(Saved data entries)
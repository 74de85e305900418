use std::time::Duration;

use apiwatch_api::{DEFAULT_LOG_LIMIT, TlsMode, TransportConfig};
use url::Url;

/// Runtime settings for a [`Dashboard`](crate::Dashboard).
///
/// Built by `apiwatch-config` from file, environment, and CLI layers.
#[derive(Debug, Clone)]
pub struct DashboardConfig {
    /// Monitoring service root, e.g. `http://localhost:8001`.
    pub api_base: Url,
    /// Period of the background refresh.
    pub poll_interval: Duration,
    /// Per-request timeout.
    pub timeout: Duration,
    /// Log entries fetched for the selected endpoint.
    pub log_limit: u32,
    pub tls: TlsMode,
}

impl DashboardConfig {
    pub const DEFAULT_POLL_INTERVAL: Duration = Duration::from_secs(5);
    pub const DEFAULT_TIMEOUT: Duration = Duration::from_secs(10);

    pub fn new(api_base: Url) -> Self {
        Self {
            api_base,
            poll_interval: Self::DEFAULT_POLL_INTERVAL,
            timeout: Self::DEFAULT_TIMEOUT,
            log_limit: DEFAULT_LOG_LIMIT,
            tls: TlsMode::System,
        }
    }

    pub(crate) fn transport(&self) -> TransportConfig {
        TransportConfig {
            tls: self.tls,
            ..TransportConfig::default()
        }
        .with_timeout(self.timeout)
    }
}
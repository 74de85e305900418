// Bulk import via multipart upload.

use reqwest::multipart::{Form, Part};
use tracing::debug;

use crate::client::MonitorClient;
use crate::error::Error;
use crate::models::ImportSummary;

impl MonitorClient {
    /// Upload a file listing endpoints to register.
    ///
    /// `POST /apis/upload` with the contents in multipart field `file`. The
    /// service owns the file format and reports how many entries it added
    /// and how many it skipped.
    pub async fn bulk_import(
        &self,
        file_name: &str,
        contents: Vec<u8>,
    ) -> Result<ImportSummary, Error> {
        debug!(file_name, bytes = contents.len(), "uploading import file");
        let part = Part::bytes(contents)
            .file_name(file_name.to_owned())
            .mime_str("text/plain")?;
        let form = Form::new().part("file", part);
        let url = self.url("apis/upload")?;
        self.post_multipart(url, form).await
    }
}
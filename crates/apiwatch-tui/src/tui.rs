//! Terminal session for the dashboard: raw mode, alternate screen, and the
//! input/timer stream the event loop consumes.
//!
//! Input is read by a background task and merged with the animation tick
//! and the frame clock into one channel. Only the input the dashboard acts
//! on is forwarded, so pointer motion never wakes the loop.

use std::io::{Stdout, stdout};
use std::time::Duration;

use color_eyre::eyre::Result;
use crossterm::{
    ExecutableCommand, cursor,
    event::{
        DisableMouseCapture, EnableMouseCapture, Event as CrosstermEvent, EventStream, KeyEvent,
        KeyEventKind, MouseButton, MouseEvent, MouseEventKind,
    },
    terminal::{self, EnterAlternateScreen, LeaveAlternateScreen},
};
use futures::StreamExt;
use ratatui::{Terminal, backend::CrosstermBackend};
use tokio::sync::mpsc;
use tokio::time::MissedTickBehavior;
use tokio_util::sync::CancellationToken;
use tracing::debug;

/// Drives the pulse animation, throbber, and toast expiry (4 Hz).
const TICK_RATE: Duration = Duration::from_millis(250);
/// Frame clock (~30 FPS).
const FRAME_RATE: Duration = Duration::from_millis(33);

#[derive(Debug, PartialEq, Eq)]
pub enum Event {
    Key(KeyEvent),
    /// Left-button press; the only pointer input the dashboard handles.
    Click(MouseEvent),
    /// (cols, rows)
    Resize(u16, u16),
    Tick,
    Render,
}

impl Event {
    /// Keep key presses, left clicks and resizes. Everything else is noise.
    fn from_terminal(event: CrosstermEvent) -> Option<Self> {
        match event {
            CrosstermEvent::Key(key) if key.kind == KeyEventKind::Press => Some(Self::Key(key)),
            CrosstermEvent::Mouse(mouse) if mouse.kind == MouseEventKind::Down(MouseButton::Left) => {
                Some(Self::Click(mouse))
            }
            CrosstermEvent::Resize(w, h) => Some(Self::Resize(w, h)),
            _ => None,
        }
    }
}

/// Owns the terminal and its event task for the lifetime of the view.
/// Dropping it stops the task and restores the shell.
pub struct Tui {
    terminal: Terminal<CrosstermBackend<Stdout>>,
    events: mpsc::UnboundedReceiver<Event>,
    events_tx: mpsc::UnboundedSender<Event>,
    cancel: CancellationToken,
}

impl Tui {
    pub fn new() -> Result<Self> {
        let terminal = Terminal::new(CrosstermBackend::new(stdout()))?;
        let (events_tx, events) = mpsc::unbounded_channel();
        Ok(Self {
            terminal,
            events,
            events_tx,
            cancel: CancellationToken::new(),
        })
    }

    /// Take over the screen and start reading input.
    pub fn enter(&mut self) -> Result<()> {
        terminal::enable_raw_mode()?;
        stdout().execute(EnterAlternateScreen)?;
        stdout().execute(EnableMouseCapture)?;
        stdout().execute(cursor::Hide)?;
        self.terminal.clear()?;

        tokio::spawn(read_events(self.events_tx.clone(), self.cancel.clone()));
        Ok(())
    }

    /// Stop reading input and give the screen back. Every restore step is
    /// attempted even if an earlier one fails.
    pub fn exit(&mut self) {
        self.cancel.cancel();
        restore_terminal();
    }

    /// `None` once the event task has stopped.
    pub async fn next_event(&mut self) -> Option<Event> {
        self.events.recv().await
    }

    pub fn draw<F>(&mut self, render: F) -> Result<()>
    where
        F: FnOnce(&mut ratatui::Frame),
    {
        self.terminal.draw(render)?;
        Ok(())
    }
}

impl Drop for Tui {
    fn drop(&mut self) {
        self.exit();
    }
}

async fn read_events(tx: mpsc::UnboundedSender<Event>, cancel: CancellationToken) {
    let mut input = EventStream::new();
    let mut tick = tokio::time::interval(TICK_RATE);
    let mut frame = tokio::time::interval(FRAME_RATE);
    tick.set_missed_tick_behavior(MissedTickBehavior::Skip);
    frame.set_missed_tick_behavior(MissedTickBehavior::Skip);

    loop {
        let event = tokio::select! {
            () = cancel.cancelled() => break,
            _ = tick.tick() => Event::Tick,
            _ = frame.tick() => Event::Render,
            Some(Ok(raw)) = input.next() => match Event::from_terminal(raw) {
                Some(event) => event,
                None => continue,
            },
        };

        if tx.send(event).is_err() {
            break;
        }
    }
    debug!("terminal event reader stopped");
}

fn restore_terminal() {
    let _ = stdout().execute(cursor::Show);
    let _ = stdout().execute(DisableMouseCapture);
    let _ = stdout().execute(LeaveAlternateScreen);
    let _ = terminal::disable_raw_mode();
}

/// Install color-eyre's report hook and a panic hook that restores the
/// terminal before printing.
///
/// Must run before [`Tui::enter`].
pub fn install_hooks() -> Result<()> {
    let (panic_hook, eyre_hook) = color_eyre::config::HookBuilder::default()
        .display_env_section(false)
        .into_hooks();

    eyre_hook.install()?;

    let panic_hook = panic_hook.into_panic_hook();
    std::panic::set_hook(Box::new(move |info| {
        restore_terminal();
        panic_hook(info);
    }));

    Ok(())
}

#[cfg(test)]
mod tests {
    use super::*;
    use crossterm::event::{KeyCode, KeyEventState, KeyModifiers};

    fn mouse(kind: MouseEventKind) -> CrosstermEvent {
        CrosstermEvent::Mouse(MouseEvent {
            kind,
            column: 4,
            row: 2,
            modifiers: KeyModifiers::NONE,
        })
    }

    #[test]
    fn only_key_presses_pass() {
        let press = KeyEvent::new(KeyCode::Char('r'), KeyModifiers::NONE);
        let release = KeyEvent {
            kind: KeyEventKind::Release,
            state: KeyEventState::NONE,
            ..press
        };

        assert_eq!(
            Event::from_terminal(CrosstermEvent::Key(press)),
            Some(Event::Key(press))
        );
        assert_eq!(Event::from_terminal(CrosstermEvent::Key(release)), None);
    }

    #[test]
    fn pointer_noise_is_dropped() {
        assert!(matches!(
            Event::from_terminal(mouse(MouseEventKind::Down(MouseButton::Left))),
            Some(Event::Click(m)) if (m.column, m.row) == (4, 2)
        ));
        assert_eq!(Event::from_terminal(mouse(MouseEventKind::Moved)), None);
        assert_eq!(
            Event::from_terminal(mouse(MouseEventKind::Down(MouseButton::Right))),
            None
        );
        assert_eq!(Event::from_terminal(mouse(MouseEventKind::ScrollDown)), None);
    }

    #[test]
    fn resize_and_focus() {
        assert_eq!(
            Event::from_terminal(CrosstermEvent::Resize(120, 40)),
            Some(Event::Resize(120, 40))
        );
        assert_eq!(Event::from_terminal(CrosstermEvent::FocusGained), None);
    }
}
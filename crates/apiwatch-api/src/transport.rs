// Transport configuration for building the reqwest::Client.
//
// Timeout, TLS, and user agent live here so the client module only deals
// with URL construction and response handling.

use std::time::Duration;

/// TLS verification mode.
#[derive(Debug, Clone, Copy, Default, PartialEq, Eq)]
pub enum TlsMode {
    /// Use the bundled root certificate store.
    #[default]
    System,
    /// Accept any certificate (self-signed staging deployments).
    DangerAcceptInvalid,
}

/// Transport configuration for building HTTP clients.
#[derive(Debug, Clone)]
pub struct TransportConfig {
    pub tls: TlsMode,
    pub timeout: Duration,
    pub connect_timeout: Duration,
}

impl Default for TransportConfig {
    fn default() -> Self {
        Self {
            tls: TlsMode::System,
            timeout: Duration::from_secs(10),
            connect_timeout: Duration::from_secs(5),
        }
    }
}

impl TransportConfig {
    /// Request timeout override.
    pub fn with_timeout(mut self, timeout: Duration) -> Self {
        self.timeout = timeout;
        self
    }

    /// Build a `reqwest::Client` from this config.
    pub fn build_client(&self) -> Result<reqwest::Client, crate::error::Error> {
        let mut builder = reqwest::Client::builder()
            .timeout(self.timeout)
            .connect_timeout(self.connect_timeout.min(self.timeout))
            .user_agent(concat!("apiwatch/", env!("CARGO_PKG_VERSION")));

        if self.tls == TlsMode::DangerAcceptInvalid {
            builder = builder.danger_accept_invalid_certs(true);
        }

        builder
            .build()
            .map_err(|e| crate::error::Error::Tls(format!("failed to build HTTP client: {e}")))
    }
}
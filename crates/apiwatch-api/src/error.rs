use thiserror::Error;

/// Top-level error type for the `apiwatch-api` crate.
///
/// Every failure a gateway call can produce: the request never reached the
/// service, the service answered with a non-2xx status (with or without a
/// user-facing `detail`), or the input was rejected before sending.
/// `apiwatch-core` turns these into the single message the dashboard shows.
#[derive(Debug, Error)]
pub enum Error {
    // ── Transport ───────────────────────────────────────────────────
    /// The request could not reach the service (connection refused, DNS, timeout).
    #[error("Cannot reach the monitoring service: {0}")]
    Network(#[from] reqwest::Error),

    /// URL construction failed.
    #[error("Invalid URL: {0}")]
    InvalidUrl(#[from] url::ParseError),

    /// TLS or client construction error.
    #[error("TLS error: {0}")]
    Tls(String),

    // ── Service responses ───────────────────────────────────────────
    /// Non-2xx response carrying no usable `detail`.
    #[error("Server error (HTTP {status}): {message}")]
    Server { status: u16, message: String },

    /// Non-2xx response whose `detail` is meant for the user
    /// (duplicate endpoint, malformed URL, unreadable upload, ...).
    #[error("{message}")]
    Validation { status: u16, message: String },

    /// HTTP 404 -- the endpoint no longer exists.
    #[error("{message}")]
    NotFound { message: String },

    // ── Client-side ─────────────────────────────────────────────────
    /// Rejected locally; no request was sent.
    #[error("Invalid {field}: {reason}")]
    InvalidInput { field: &'static str, reason: String },

    // ── Data ────────────────────────────────────────────────────────
    /// A 2xx body could not be decoded, with the raw body for debugging.
    #[error("Deserialization error: {message}")]
    Deserialization { message: String, body: String },
}

impl Error {
    /// Returns `true` if this is a "not found" error.
    pub fn is_not_found(&self) -> bool {
        matches!(self, Self::NotFound { .. })
    }

    /// Returns `true` if the server rejected the request with a message for the user.
    pub fn is_validation(&self) -> bool {
        matches!(self, Self::Validation { .. } | Self::InvalidInput { .. })
    }

    /// Returns `true` if this is a transient error worth retrying on the next tick.
    pub fn is_transient(&self) -> bool {
        match self {
            Self::Network(e) => e.is_timeout() || e.is_connect(),
            Self::Server { status, .. } => *status >= 500,
            _ => false,
        }
    }

    /// HTTP status of the failed response, if one was received.
    pub fn status(&self) -> Option<u16> {
        match self {
            Self::Server { status, .. } | Self::Validation { status, .. } => Some(*status),
            Self::NotFound { .. } => Some(404),
            Self::Network(e) => e.status().map(|s| s.as_u16()),
            _ => None,
        }
    }
}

> [Task details] Taking the entries above, restate exactly those lines that fall between the line with "let (events_tx, events)" and the line with "start reading input.", keeping both of those lines too.

> [Task output]
        let (events_tx, events) = mpsc::unbounded_channel();
        Ok(Self {
            terminal,
            events,
            events_tx,
            cancel: CancellationToken::new(),
        })
    }

    /// Take over the screen and start reading input.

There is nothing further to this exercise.